A peripheral device is typically a device that is external to a computer and connected either wirelessly or via a cable, although some are internal to the digital system. A way of introducing students to peripheral devices is to start with a desktop computer with no other devices connected. Progressively add devices as the different user needs are introduced. Treasure hunt and ‘What am I?’ type activities can encourage students to sort and classify peripheral devices and can help reinforce understandings about them. Create task cards that require students to use specific peripheral devices to complete a task. Compare and contrast peripherals that do the same or similar job in different ways.
Flow of Activities
A computer is an example of a digital system.

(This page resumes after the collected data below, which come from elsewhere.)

//! Application-wide error types.
//!
//! This module provides a unified error hierarchy for the service.
//! Library modules use specific error types via `thiserror`, while
//! `main` uses `anyhow` for convenient error propagation.
//!
//! The HTTP status for each variant is decided at the API boundary
//! (see `api`); nothing here knows about transports or drivers beyond
//! the one `From<sqlx::Error>` conversion.

/// Application-wide result type.
pub type Result<T> = std::result::Result<T, Error>;

/// Top-level application error.
///
/// Aggregates errors from all subsystems for unified handling.
#[derive(Debug, thiserror::Error)]
pub enum Error {
    /// File I/O error
    #[error("IO error: {0}")]
    Io(#[from] std::io::Error),

    /// Database error
    #[error("Database error: {0}")]
    Database(#[from] sqlx::Error),

    /// Enrichment service error (fetch or publish)
    #[error("Enrichment error: {0}")]
    Enrichment(#[from] crate::enrichment::EnrichmentError),

    /// Missing or malformed client input
    #[error("Invalid input: {0}")]
    InvalidInput(String),

    /// Operation targeted a nonexistent song
    #[error("Not found: {0}")]
    NotFound(String),

    /// Duplicate (group, title) on create
    #[error("Conflict: {0}")]
    Conflict(String),

    /// The enrichment service does not recognize this song
    #[error("Unknown song: {group} - {title}")]
    UnknownSong { group: String, title: String },
}

impl Error {
    /// Create an invalid input error.
    pub fn invalid_input(message: impl Into<String>) -> Self {
        Self::InvalidInput(message.into())
    }

    /// Create a not found error.
    pub fn not_found(message: impl Into<String>) -> Self {
        Self::NotFound(message.into())
    }

    /// Classify a store error from a write against the songs table.
    ///
    /// A unique-constraint violation means the (group, title) pair already
    /// exists and becomes [`Error::Conflict`]; everything else stays a
    /// generic database error. This is the single place that inspects the
    /// driver's error representation.
    pub fn from_store(err: sqlx::Error) -> Self {
        match err {
            sqlx::Error::RowNotFound => Self::NotFound("no matching row".to_string()),
            sqlx::Error::Database(ref db_err) if db_err.is_unique_violation() => {
                Self::Conflict("song with this group and title already exists".to_string())
            }
            other => Self::Database(other),
        }
    }
}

A peripheral device is typically a device that is external to a computer and connected either via a wireless network or a cable.
A digital system, such as a tablet device, often has internal hardware components such as a camera, microphone and keyboard; however, on other digital systems these components might be considered peripheral devices because they need to be added to the digital system.
A keyboard is the most common input device that allows a user to enter characters (letters, numbers and symbols) and some functions.
A mouse is an input device that allows the user to select and hover over information.
A digital camera is an input peripheral that records and stores still and moving images and can transmit data wirelessly or through a cable.
An external hard drive or USB flash drive is a storage device that stores many files, photos and videos. Files can be uploaded from these drives or downloaded from the computer.
A printer is an output device that allows a user to make a paper copy of what is on the screen.
These are all devices that may be located in the classroom through a ‘digital treasure hunt’ (see below).
Peripheral devices are additional parts of a digital system designed to perform a specific function over and above what the digital system can do. For example, if sound needs to be broadcast in a large area, speakers are added to the computer. Similarly, if text on a screen needs to be annotated, a stylus can be used to input this information.
A Bluetooth keyboard and mouse provides portability (within a certain distance) and cross-device compatibility. There are no cords to get tangled or that confine the user to very limited distance from the computer; however, Bluetooth versions require batteries and may cost slightly more.
A tablet device is an example of a device that has inputs that are also outputs. For example, the screen can be a virtual keyboard for input of data while also displaying the data.
Tablets have devices available internally rather than externally; for example, a microphone and camera. These interact with the tablet’s software. Peripheral devices such as digital microscopes or Bluetooth speakers can be added to tablets to enhance their functionality.